Defense Digital Service chief stepping down after 'nerd tour of duty'
By MARTIN MATISHAK
Chris Lynch, director of the Pentagon’s Defense Digital Service, will step down this month after four years running his so-called “SWAT Team of Nerds.”
“When nerds like us have a seat at the table, a lot of amazing things can happen. Don’t forget that,” Lynch wrote today in an email to his team, according to a copy of the message obtained by POLITICO.
After serving with the U.S. Digital Service team at the Obama White House, former Defense Secretary Ash Carter recruited Lynch in 2015 to establish a small team of engineers and digital experts from places like Google and Facebook to untangle DoD’s most critical IT problems.
The team quickly made a name for itself with the 2016 “Hack the Pentagon” program — the federal government’s first bug bounty effort that uncovered nearly 140 previously unidentified flaws on some Pentagon websites.
“To say that this has been the greatest detour of my life would be an incredible understatement but starting this team and working with you has fundamentally changed my life, and I believe the lives of so many others as well,” wrote Lynch, who was a software entrepreneur in Seattle before coming to Washington.
“The impact our team is making all across the Department of Defense and for our service members is mind boggling and profound,” he added. “I think at the end of the day it’s because people like you and people like me have come to serve.”
Noted technologist Brett Goldstein will replace Lynch this week.
Goldstein began his career at OpenTable before joining the Chicago Police Department. There he earned the rank of commander, eventually becoming the city’s chief data officer. Since leaving government in 2013, Goldstein has run a venture capital fund, held fellowships at the University of Chicago and Harvard, and served on the board of the tech nonprofit Code for America. He most recently served as a special adviser to the U.S. Navy, where he’s worked with the DDS team.
“Although we will miss Chris, the unique startup culture he built and the talented team he recruited will continue to disrupt and transform technology at the DoD,” acting Defense Secretary Patrick Shanahan said in a statement.
Goldstein’s “public and private sector knowledge, technical expertise, and commitment to improving government through technology will be invaluable to a range of critical missions across the department,” added Shanahan, who recruited Goldstein to support the department’s IT, cyber and modernization efforts.
Goldstein will inherit an organization that has grown from roughly a dozen staffers a few years ago to almost 70 and has worked on nearly every facet of the DoD’s digital infrastructure.

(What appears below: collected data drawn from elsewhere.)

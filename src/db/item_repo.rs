use anyhow::{Context, Result};
use sqlx::PgPool;

use crate::db::models::Item;

pub struct NovoItem<'a> {
    pub nome: &'a str,
    pub descricao: Option<&'a str>,
    pub colecao: Option<&'a str>,
    pub imagem: Option<&'a str>,
}

#[derive(Default)]
pub struct ItemChanges<'a> {
    pub nome: Option<&'a str>,
    pub descricao: Option<&'a str>,
    pub colecao: Option<&'a str>,
    pub imagem: Option<&'a str>,
}

pub async fn insert(db: &PgPool, item: &NovoItem<'_>) -> Result<Item> {
    sqlx::query_as::<_, Item>(
        r#"INSERT INTO itens (nome, descricao, colecao, imagem)
           VALUES ($1, $2, $3, $4)
           RETURNING id, nome, descricao, colecao, imagem"#,
    )
    .bind(item.nome)
    .bind(item.descricao)
    .bind(item.colecao)
    .bind(item.imagem)
    .fetch_one(db)
    .await
    .context("inserting item")
}

pub async fn list(db: &PgPool, skip: i64, limit: i64) -> Result<Vec<Item>> {
    sqlx::query_as::<_, Item>(
        "SELECT id, nome, descricao, colecao, imagem FROM itens ORDER BY id OFFSET $1 LIMIT $2",
    )
    .bind(skip)
    .bind(limit)
    .fetch_all(db)
    .await
    .context("listing itens")
}

pub async fn get(db: &PgPool, id: i32) -> Result<Option<Item>> {
    sqlx::query_as::<_, Item>("SELECT id, nome, descricao, colecao, imagem FROM itens WHERE id = $1")
        .bind(id)
        .fetch_optional(db)
        .await
        .context("fetching item")
}

pub async fn update(db: &PgPool, id: i32, changes: &ItemChanges<'_>) -> Result<Option<Item>> {
    sqlx::query_as::<_, Item>(
        r#"UPDATE itens
              SET nome      = COALESCE($2, nome),
                  descricao = COALESCE($3, descricao),
                  colecao   = COALESCE($4, colecao),
                  imagem    = COALESCE($5, imagem)
            WHERE id = $1
        RETURNING id, nome, descricao, colecao, imagem"#,
    )
    .bind(id)
    .bind(changes.nome)
    .bind(changes.descricao)
    .bind(changes.colecao)
    .bind(changes.imagem)
    .fetch_optional(db)
    .await
    .context("updating item")
}

pub async fn delete(db: &PgPool, id: i32) -> Result<Option<Item>> {
    sqlx::query_as::<_, Item>(
        "DELETE FROM itens WHERE id = $1 RETURNING id, nome, descricao, colecao, imagem",
    )
    .bind(id)
    .fetch_optional(db)
    .await
    .context("deleting item")
}
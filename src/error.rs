//! HTTP-facing error type shared by every handler.

use actix_web::{http::header, http::StatusCode, HttpResponse, ResponseError};
use serde_json::json;

/// Postgres SQLSTATE for `unique_violation`.
const UNIQUE_VIOLATION: &str = "23505";

#[derive(Debug, thiserror::Error)]
pub enum ApiError {
    #[error("{0}")]
    BadRequest(String),

    #[error("{0}")]
    Unauthorized(String),

    #[error("Autenticação negada")]
    Forbidden,

    #[error("{0}")]
    NotFound(String),

    #[error("internal error: {0:#}")]
    Internal(anyhow::Error),
}

pub type ApiResult<T> = Result<T, ApiError>;

impl ApiError {
    pub fn bad_request(message: impl Into<String>) -> Self {
        Self::BadRequest(message.into())
    }

    pub fn unauthorized(message: impl Into<String>) -> Self {
        Self::Unauthorized(message.into())
    }

    pub fn not_found(message: impl Into<String>) -> Self {
        Self::NotFound(message.into())
    }
}

impl From<anyhow::Error> for ApiError {
    fn from(err: anyhow::Error) -> Self {
        if is_unique_violation(&err) {
            return ApiError::bad_request("Registro já existe");
        }
        ApiError::Internal(err)
    }
}

impl From<sqlx::Error> for ApiError {
    fn from(err: sqlx::Error) -> Self {
        ApiError::from(anyhow::Error::new(err))
    }
}

/// True when any cause in the chain is a Postgres unique-constraint violation.
pub fn is_unique_violation(err: &anyhow::Error) -> bool {
    err.chain().any(|cause| {
        matches!(
            cause.downcast_ref::<sqlx::Error>(),
            Some(sqlx::Error::Database(db_err)) if db_err.code().as_deref() == Some(UNIQUE_VIOLATION)
        )
    })
}

impl ResponseError for ApiError {
    fn status_code(&self) -> StatusCode {
        match self {
            ApiError::BadRequest(_) => StatusCode::BAD_REQUEST,
            ApiError::Unauthorized(_) => StatusCode::UNAUTHORIZED,
            ApiError::Forbidden => StatusCode::FORBIDDEN,
            ApiError::NotFound(_) => StatusCode::NOT_FOUND,
            ApiError::Internal(_) => StatusCode::INTERNAL_SERVER_ERROR,
        }
    }

    fn error_response(&self) -> HttpResponse {
        let mut resp = HttpResponse::build(self.status_code());
        let detail = match self {
            ApiError::Internal(err) => {
                log::error!("request failed: {err:#}");
                "Erro interno do servidor".to_string()
            }
            ApiError::Unauthorized(_) | ApiError::Forbidden => {
                resp.insert_header((header::WWW_AUTHENTICATE, "Bearer"));
                self.to_string()
            }
            _ => self.to_string(),
        };
        resp.json(json!({ "detail": detail }))
    }
}

#[cfg(test)]
mod tests {
    use super::*;
    use actix_web::body::to_bytes;

    #[test]
    fn status_codes_follow_variant() {
        assert_eq!(ApiError::bad_request("x").status_code(), StatusCode::BAD_REQUEST);
        assert_eq!(ApiError::unauthorized("x").status_code(), StatusCode::UNAUTHORIZED);
        assert_eq!(ApiError::Forbidden.status_code(), StatusCode::FORBIDDEN);
        assert_eq!(ApiError::not_found("x").status_code(), StatusCode::NOT_FOUND);
        assert_eq!(
            ApiError::from(anyhow::anyhow!("boom")).status_code(),
            StatusCode::INTERNAL_SERVER_ERROR
        );
    }

    #[test]
    fn auth_failures_carry_bearer_challenge() {
        let resp = ApiError::unauthorized("token inválido").error_response();
        assert_eq!(
            resp.headers().get(header::WWW_AUTHENTICATE).unwrap(),
            "Bearer"
        );
        let resp = ApiError::Forbidden.error_response();
        assert!(resp.headers().contains_key(header::WWW_AUTHENTICATE));
    }

    #[actix_rt::test]
    async fn body_is_detail_json_and_hides_internal_errors() {
        let resp = ApiError::not_found("Crédito não encontrado").error_response();
        let body = to_bytes(resp.into_body()).await.unwrap();
        let v: serde_json::Value = serde_json::from_slice(&body).unwrap();
        assert_eq!(v["detail"], "Crédito não encontrado");

        let resp = ApiError::from(anyhow::anyhow!("password=hunter2")).error_response();
        let body = to_bytes(resp.into_body()).await.unwrap();
        assert!(!String::from_utf8_lossy(&body).contains("hunter2"));
    }

    #[test]
    fn plain_errors_are_not_unique_violations() {
        let err = anyhow::Error::new(sqlx::Error::RowNotFound).context("fetching row");
        assert!(!is_unique_violation(&err));
    }
}
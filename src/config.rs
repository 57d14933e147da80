//! Runtime configuration for the TopDecked server.

use anyhow::{Context, Result};
use std::env;

#[derive(Debug, Clone)]
pub struct Settings {
    pub database_url: String,
    /// Postgres pool size.
    pub db_max_connections: u32,
    pub server_addr: String,
    /// Prefix every REST resource is mounted under (e.g. `/api`).
    pub api_prefix: String,
    /// CORS allow-list; empty means no cross-origin access.
    pub allowed_origins: Vec<String>,
    pub security: SecuritySettings,
    pub mail: MailSettings,
    pub frontend_url: String,
    pub frontend_port: Option<String>,
    /// Directory uploaded images are written to and served from.
    pub upload_dir: String,
}

#[derive(Debug, Clone)]
pub struct SecuritySettings {
    pub secret_key: String,
    /// JWT algorithm name, e.g. `HS256`.
    pub algorithm: String,
    /// Access-token lifetime (minutes).
    pub token_expiration: i64,
}

#[derive(Debug, Clone, Default)]
pub struct MailSettings {
    pub username: String,
    pub password: String,
    pub from: String,
    /// SMTP relay host (STARTTLS).
    pub server: String,
    pub port: u16,
}

impl MailSettings {
    /// SMTP is used only when a relay and its credentials are configured.
    pub fn smtp_enabled(&self) -> bool {
        !self.username.is_empty() && !self.password.is_empty() && !self.server.is_empty()
    }
}

impl Settings {
    pub fn from_env() -> Result<Self> {
        let database_url = required("DATABASE_URL")?;

        let db_max_connections = env::var("DB_MAX_CONNECTIONS")
            .ok()
            .and_then(|v| v.parse::<u32>().ok())
            .unwrap_or(5);

        let server_addr = env::var("SERVER_ADDR").unwrap_or_else(|_| "0.0.0.0:8000".into());
        let api_prefix = normalize_prefix(&env::var("API_PREFIX").unwrap_or_else(|_| "/api".into()));
        let allowed_origins = parse_origins(&env::var("ALLOWED_ORIGINS").unwrap_or_default());

        let security = SecuritySettings {
            secret_key: required("SECURITY_SECRET_KEY")?,
            algorithm: env::var("SECURITY_ALGORITHM").unwrap_or_else(|_| "HS256".into()),
            token_expiration: env::var("SECURITY_TOKEN_EXPIRATION")
                .ok()
                .and_then(|v| v.parse::<i64>().ok())
                .unwrap_or(30),
        };

        let mail = MailSettings {
            username: env::var("MAIL_USERNAME").unwrap_or_default(),
            password: env::var("MAIL_PASSWORD").unwrap_or_default(),
            from: env::var("MAIL_FROM").unwrap_or_else(|_| "no-reply@topdecked.local".into()),
            server: env::var("MAIL_SERVER").unwrap_or_else(|_| "smtp.gmail.com".into()),
            port: env::var("MAIL_PORT")
                .ok()
                .and_then(|v| v.parse::<u16>().ok())
                .unwrap_or(587),
        };

        let frontend_url = env::var("FRONTEND_URL").unwrap_or_else(|_| "localhost".into());
        let frontend_port = env::var("FRONTEND_PORT").ok().filter(|p| !p.is_empty());
        let upload_dir = env::var("UPLOAD_DIR").unwrap_or_else(|_| "uploads".into());

        Ok(Settings {
            database_url,
            db_max_connections,
            server_addr,
            api_prefix,
            allowed_origins,
            security,
            mail,
            frontend_url,
            frontend_port,
            upload_dir,
        })
    }

    /// Where the browser lands after confirming an email address.
    pub fn frontend_location(&self) -> String {
        let base = if self.frontend_url.starts_with("http://")
            || self.frontend_url.starts_with("https://")
        {
            self.frontend_url.clone()
        } else {
            format!("http://{}", self.frontend_url)
        };
        match &self.frontend_port {
            Some(port) => format!("{base}:{port}"),
            None => base,
        }
    }
}

fn required(key: &str) -> Result<String> {
    env::var(key).with_context(|| format!("{key} must be set"))
}

/// `"a.com, b.com"` → `["a.com", "b.com"]`; blank entries are dropped.
pub fn parse_origins(raw: &str) -> Vec<String> {
    raw.split(',')
        .map(str::trim)
        .filter(|o| !o.is_empty())
        .map(String::from)
        .collect()
}

/// Ensures a leading slash and no trailing slash (`"api/"` → `"/api"`).
pub fn normalize_prefix(raw: &str) -> String {
    let trimmed = raw.trim().trim_matches('/');
    if trimmed.is_empty() {
        String::new()
    } else {
        format!("/{trimmed}")
    }
}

Since “Hack the Pentagon,” DDS has gone on to help oversee more than a dozen such efforts throughout the armed services and even the Pentagon’s travel booking system.
In addition, the team has worked on building next-generation GPS, a new security clearance system and teamed up with Army Cyber Command to create a partnership program dubbed “Jyn Erso” (after the heroine of the movie Rogue One) to get tech solutions to the battlefield faster, including drone detection.
Based out of an office inside the Pentagon with a title on the door that says “Rebel Alliance,” DDS also helped create the agency’s “Vulnerability Disclosure Program,” which provides a legal avenue for security researchers to find and disclose weaknesses in any DoD public-facing system, and is currently shepherding the procurement of the $10 billion JEDI cloud project being bid on by Amazon and Microsoft.
“Also, let’s be honest, we’ve made Star Wars come to life at the f------ DoD,” according to Lynch, who often could be spotted walking the halls of the buttoned-up Pentagon in a Star Wars T-shirt and hoodie.
Lynch nor the Pentagon said where he was going after his role at DDS.
In his message marking the end of his “nerd tour of duty,” Lynch warned that the DDS mission is “forever dependent upon the flawless execution of technology, and our adversaries are quite good at software.”
“We have to bring other great technologists here,” he wrote. “We have to empower technical talent to make technical decisions alongside our DoD partners … Keep delivering. Keep getting shit done. Nothing else matters.”